# Your task:
Lines with the string "service" are to be identified in the listing and copied.

(Given entries Opens)

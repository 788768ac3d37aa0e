//! Configuration management for verigate.
//!
//! Configuration can be set via environment variables:
//! - `HOST` - Optional. Server host. Defaults to `127.0.0.1`.
//! - `PORT` - Optional. Server port. Defaults to `3000`.
//! - `UPSTREAM_BASE_URL` - Optional. Base URL of the verification service.
//! - `UPSTREAM_API_KEY` - Optional. Sent upstream as `X-API-Key`.
//! - `UPSTREAM_TIMEOUT_MS` - Optional. Per-call upstream timeout. Defaults to `30000`.
//! - `UPSTREAM_MAX_RETRIES` - Optional. Retries on transient upstream errors. Defaults to `2`.
//! - `POLL_INTERVAL_MS` - Optional. Wait between confirmation checks. Defaults to `3000`.
//! - `MAX_POLL_DURATION_SECS` - Optional. Polling budget per task. Defaults to `300`.
//! - `TASK_RETENTION_SECS` - Optional. How long finished tasks stay queryable. Defaults to `3600`.
//! - `CANCEL_WINDOW_SECS` - Optional. Lifetime of pre-emptive cancel markers. Defaults to `300`.
//! - `BATCH_CONCURRENCY` - Optional. Parallel upstream calls per batch. Defaults to `5`.
//! - `MAX_BATCH_SIZE` - Optional. Ids accepted per batch request. Defaults to `50`.
//! - `DATA_DIR` - Optional. Enables JSON persistence of the ledger and redemption codes.
//! - `API_KEYS` - Optional. Comma-separated `key` or `key:credits` account seeds.
//! - `ADMIN_TOKEN` - Optional. Enables `/admin/*` routes.

use std::path::PathBuf;
use std::time::Duration;
use thiserror::Error;

#[derive(Debug, Error)]
pub enum ConfigError {
    #[error("Invalid value for {0}: {1}")]
    InvalidValue(String, String),
}

/// Upstream verification service settings.
#[derive(Debug, Clone)]
pub struct UpstreamConfig {
    pub base_url: String,
    pub api_key: Option<String>,
    /// Hard bound on a single upstream call (verify or probe)
    pub timeout: Duration,
}

impl Default for UpstreamConfig {
    fn default() -> Self {
        Self {
            base_url: "http://127.0.0.1:8081".to_string(),
            api_key: None,
            timeout: Duration::from_millis(30_000),
        }
    }
}

/// Task engine tuning.
#[derive(Debug, Clone)]
pub struct EngineConfig {
    /// Retries on transient upstream errors, per attempt
    pub max_retries: u32,
    /// Base delay for retry backoff
    pub retry_base_delay: Duration,
    /// Cap for retry backoff
    pub retry_max_delay: Duration,
    /// Wait between checks while a task is `polling`
    pub poll_interval: Duration,
    /// A polling task exceeding this turns into `error`
    pub max_poll_duration: Duration,
    /// Finished tasks are garbage-collected after this long
    pub task_retention: Duration,
    /// Pre-emptive cancellation markers expire after this long
    pub cancel_window: Duration,
    /// Concurrent executions inside one batch
    pub batch_concurrency: usize,
    /// Maximum ids per batch request
    pub max_batch_size: usize,
}

impl Default for EngineConfig {
    fn default() -> Self {
        Self {
            max_retries: 2,
            retry_base_delay: Duration::from_millis(500),
            retry_max_delay: Duration::from_secs(10),
            poll_interval: Duration::from_millis(3_000),
            max_poll_duration: Duration::from_secs(300),
            task_retention: Duration::from_secs(3_600),
            cancel_window: Duration::from_secs(300),
            batch_concurrency: 5,
            max_batch_size: 50,
        }
    }
}

impl EngineConfig {
    /// Interval of the background sweeper: a quarter of the shorter expiry, at least 1s.
    pub fn sweep_interval(&self) -> Duration {
        (self.task_retention.min(self.cancel_window) / 4).max(Duration::from_secs(1))
    }
}

/// Gateway configuration.
#[derive(Debug, Clone)]
pub struct Config {
    /// Server host
    pub host: String,

    /// Server port
    pub port: u16,

    pub upstream: UpstreamConfig,

    pub engine: EngineConfig,

    /// Directory for the JSON ledger and code files (None = in-memory only)
    pub data_dir: Option<PathBuf>,

    /// Accounts opened at startup: (api key, initial credits)
    pub seed_accounts: Vec<(String, u64)>,

    /// Token guarding the admin routes (None = admin routes disabled)
    pub admin_token: Option<String>,
}

impl Config {
    /// Load configuration from environment variables.
    ///
    /// # Errors
    ///
    /// Returns `ConfigError::InvalidValue` for unparsable numbers, zero-valued
    /// windows, or malformed `API_KEYS` entries.
    pub fn from_env() -> Result<Self, ConfigError> {
        let host = std::env::var("HOST").unwrap_or_else(|_| "127.0.0.1".to_string());
        let port = parse_env("PORT", 3000u16)?;

        let upstream = UpstreamConfig {
            base_url: std::env::var("UPSTREAM_BASE_URL")
                .unwrap_or_else(|_| UpstreamConfig::default().base_url),
            api_key: non_empty_env("UPSTREAM_API_KEY"),
            timeout: Duration::from_millis(parse_env("UPSTREAM_TIMEOUT_MS", 30_000u64)?),
        };
        url::Url::parse(&upstream.base_url).map_err(|e| {
            ConfigError::InvalidValue("UPSTREAM_BASE_URL".to_string(), e.to_string())
        })?;

        let defaults = EngineConfig::default();
        let engine = EngineConfig {
            max_retries: parse_env("UPSTREAM_MAX_RETRIES", defaults.max_retries)?,
            poll_interval: Duration::from_millis(parse_env("POLL_INTERVAL_MS", 3_000u64)?),
            max_poll_duration: Duration::from_secs(parse_env("MAX_POLL_DURATION_SECS", 300u64)?),
            task_retention: Duration::from_secs(positive_env("TASK_RETENTION_SECS", 3_600)?),
            cancel_window: Duration::from_secs(positive_env("CANCEL_WINDOW_SECS", 300)?),
            batch_concurrency: positive_env("BATCH_CONCURRENCY", 5)? as usize,
            max_batch_size: positive_env("MAX_BATCH_SIZE", 50)? as usize,
            ..defaults
        };

        let seed_accounts = match std::env::var("API_KEYS") {
            Ok(raw) => parse_seed_accounts(&raw)?,
            Err(_) => Vec::new(),
        };

        Ok(Self {
            host,
            port,
            upstream,
            engine,
            data_dir: non_empty_env("DATA_DIR").map(PathBuf::from),
            seed_accounts,
            admin_token: non_empty_env("ADMIN_TOKEN"),
        })
    }

    /// Create a config with short timings (useful for testing).
    pub fn for_tests(upstream_base_url: impl Into<String>) -> Self {
        Self {
            host: "127.0.0.1".to_string(),
            port: 0,
            upstream: UpstreamConfig {
                base_url: upstream_base_url.into(),
                api_key: None,
                timeout: Duration::from_millis(500),
            },
            engine: EngineConfig {
                max_retries: 1,
                retry_base_delay: Duration::from_millis(5),
                retry_max_delay: Duration::from_millis(20),
                poll_interval: Duration::from_millis(10),
                max_poll_duration: Duration::from_millis(300),
                task_retention: Duration::from_secs(60),
                cancel_window: Duration::from_secs(60),
                batch_concurrency: 4,
                max_batch_size: 50,
            },
            data_dir: None,
            seed_accounts: Vec::new(),
            admin_token: None,
        }
    }
}

fn non_empty_env(name: &str) -> Option<String> {
    std::env::var(name)
        .ok()
        .map(|v| v.trim().to_string())
        .filter(|v| !v.is_empty())
}

fn parse_env<T>(name: &str, default: T) -> Result<T, ConfigError>
where
    T: std::str::FromStr,
    T::Err: std::fmt::Display,
{
    match std::env::var(name) {
        Ok(raw) => raw
            .trim()
            .parse()
            .map_err(|e: T::Err| ConfigError::InvalidValue(name.to_string(), e.to_string())),
        Err(_) => Ok(default),
    }
}

fn positive_env(name: &str, default: u64) -> Result<u64, ConfigError> {
    let value = parse_env(name, default)?;
    if value == 0 {
        return Err(ConfigError::InvalidValue(
            name.to_string(),
            "must be greater than zero".to_string(),
        ));
    }
    Ok(value)
}

/// Parse `API_KEYS`: `key` or `key:credits`, comma-separated.
pub fn parse_seed_accounts(raw: &str) -> Result<Vec<(String, u64)>, ConfigError> {
    let mut accounts = Vec::new();
    for entry in raw.split(',').map(str::trim).filter(|e| !e.is_empty()) {
        let (key, credits) = match entry.split_once(':') {
            Some((key, credits)) => {
                let credits = credits.trim().parse::<u64>().map_err(|e| {
                    ConfigError::InvalidValue("API_KEYS".to_string(), format!("{}: {}", entry, e))
                })?;
                (key.trim(), credits)
            }
            None => (entry, 0),
        };
        if key.is_empty() {
            return Err(ConfigError::InvalidValue(
                "API_KEYS".to_string(),
                format!("empty key in entry '{}'", entry),
            ));
        }
        accounts.push((key.to_string(), credits));
    }
    Ok(accounts)
}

(Given entries Closes)

# Problem solution:
//! - `UPSTREAM_BASE_URL` - Optional. Base URL of the verification service.
/// Upstream verification service settings.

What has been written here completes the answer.